Aris Xenofontos, partner at Seaya, believes an employer-paid model is the way to go for two reasons: social impact and long-term viability. “From a social impact perspective, would you want the party that needs the money the most, the employee, to pay for the services? And from a long-term viability perspective, offering the service for free to employees helps drive better adoption — often 2x-3x the adoption you get when employees pay per transaction,” he said.
“EWA companies are typically B2B2C businesses and face the same challenges that many B2B2C businesses face: The decision-maker and the consumer have different incentives and priorities.” Jennifer Ho, partner, Integra Partners
“Taking into account that the purely EWA business model is not among the strongest in the fintech world, choosing the model that helps drive better adoption leads to more cross-selling opportunities, and eventually, better economics.”
To get a more in-depth look at the state of the EWA industry, how it should be classified and where the money is going, we spoke to a few active investors in the space:
- Jennifer Ho, partner, Integra Partners
- Aris Xenofontos, partner, Seaya Ventures
- Aditi Maliwal, partner, Upfront Ventures
EWA is already prevalent in the U.S. in industries such as retail and fast food, so how difficult will it be for startups to bring the technology to new sectors?

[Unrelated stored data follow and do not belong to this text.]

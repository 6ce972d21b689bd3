//! Auto-order templates and batch-run rows.

use chrono::NaiveDate;
use serde::{Deserialize, Serialize};
use sqlx::FromRow;
use bento_core::auto_order::{TemplateSlot, WeekdayScoped};
use bento_core::types::{DbId, Timestamp};
use validator::Validate;

// ---------------------------------------------------------------------------
// Templates
// ---------------------------------------------------------------------------

/// A row from the `auto_order_templates` table.
#[derive(Debug, Clone, FromRow, Serialize)]
pub struct AutoOrderTemplate {
    pub id: DbId,
    pub user_id: DbId,
    pub menu_item_id: DbId,
    pub quantity: i32,
    /// `None` applies to every weekday.
    pub day_of_week: Option<i16>,
    pub created_at: Timestamp,
    pub updated_at: Timestamp,
}

impl AutoOrderTemplate {
    pub fn slot(&self) -> TemplateSlot {
        TemplateSlot {
            id: self.id,
            day_of_week: self.day_of_week,
        }
    }
}

impl WeekdayScoped for AutoOrderTemplate {
    fn day_of_week(&self) -> Option<i16> {
        self.day_of_week
    }
}

/// Request body for creating or replacing a template.
#[derive(Debug, Clone, Deserialize, Validate)]
pub struct TemplateInput {
    /// Admins may manage another user's templates.
    pub user_id: Option<DbId>,
    pub menu_item_id: DbId,
    #[validate(range(min = 1, max = 99))]
    pub quantity: i32,
    #[validate(range(min = 0, max = 6))]
    pub day_of_week: Option<i16>,
}

// ---------------------------------------------------------------------------
// Runs
// ---------------------------------------------------------------------------

/// A row from the `auto_order_runs` table.
#[derive(Debug, Clone, FromRow, Serialize)]
pub struct AutoOrderRun {
    pub id: DbId,
    pub run_date: NaiveDate,
    pub target_date: NaiveDate,
    pub status: String,
    pub created_count: i32,
    pub skipped_count: i32,
    pub error_count: i32,
    pub started_at: Timestamp,
    pub completed_at: Option<Timestamp>,
}

/// A row from the `auto_order_run_items` table.
#[derive(Debug, Clone, FromRow, Serialize)]
pub struct AutoOrderRunItem {
    pub id: DbId,
    pub run_id: DbId,
    pub user_id: DbId,
    pub result: String,
    pub detail: Option<String>,
    pub order_id: Option<DbId>,
    pub created_at: Timestamp,
}

#[derive(Debug, Clone)]
pub struct NewRunItem {
    pub run_id: DbId,
    pub user_id: DbId,
    pub result: &'static str,
    pub detail: String,
    pub order_id: Option<DbId>,
}

/// Aggregate counters written when a run completes.
#[derive(Debug, Clone, Copy, Default, PartialEq, Eq, Serialize)]
pub struct RunCounts {
    pub created: i32,
    pub skipped: i32,
    pub error: i32,
}

/// A run together with its per-user items.
#[derive(Debug, Clone, Serialize)]
pub struct AutoOrderRunReport {
    #[serde(flatten)]
    pub run: AutoOrderRun,
    pub items: Vec<AutoOrderRunItem>,
}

Which sectors are the most ripe, and which ones offer the most resistance?
Jennifer: EWA works in any sector where wages are not paid instantly, and it works best when they can serve large pools of financially underserved employees. The less savings people have to finance their day-to-day ahead of wage disbursement, the more valuable EWA becomes.
In developed markets, this typically means sectors that have a large blue-collar workforce. However, in emerging markets like Southeast Asia, where financial literacy remains relatively low, and large segments of the middle class remain financially underserved, EWA can have a far broader impact.
Aris: We have been observing recently a penetration of EWA in two dimensions: vertically and horizontally.
From a vertical perspective, retail and fast food are indeed some of the first ones to come to mind, but other sectors are seeing growing penetration as well. Especially those where the headcount is blue collar dominated, such as manufacturing and transport.
From a horizontal perspective, we see EWA penetrating nearly every sector at the lower compensation/entry-level employees point. This is for sectors where the proportion of permanent full-time employees is high.
We believe the cost of living crisis that started in 2022 and will presumably last for some time is likely to promote this horizontal penetration.
Aditi: The best way to roll out EWA to new sectors is by distributing through payroll providers. One sector where EWA is viewed favorably is the nursing/medical industry.
Earned wage access is still a fairly new service, and we see multiple models, with some charging employers and others charging employees. Which earned wage access model is the strongest? Why?
Jennifer: From a financial inclusion perspective, models where the employer — rather than the employee — bears the cost have the stronger social impact case. What we’ve found is that EWA startups typically service a mix of customers across both models, where the employer pays in some cases and the employee pays in others.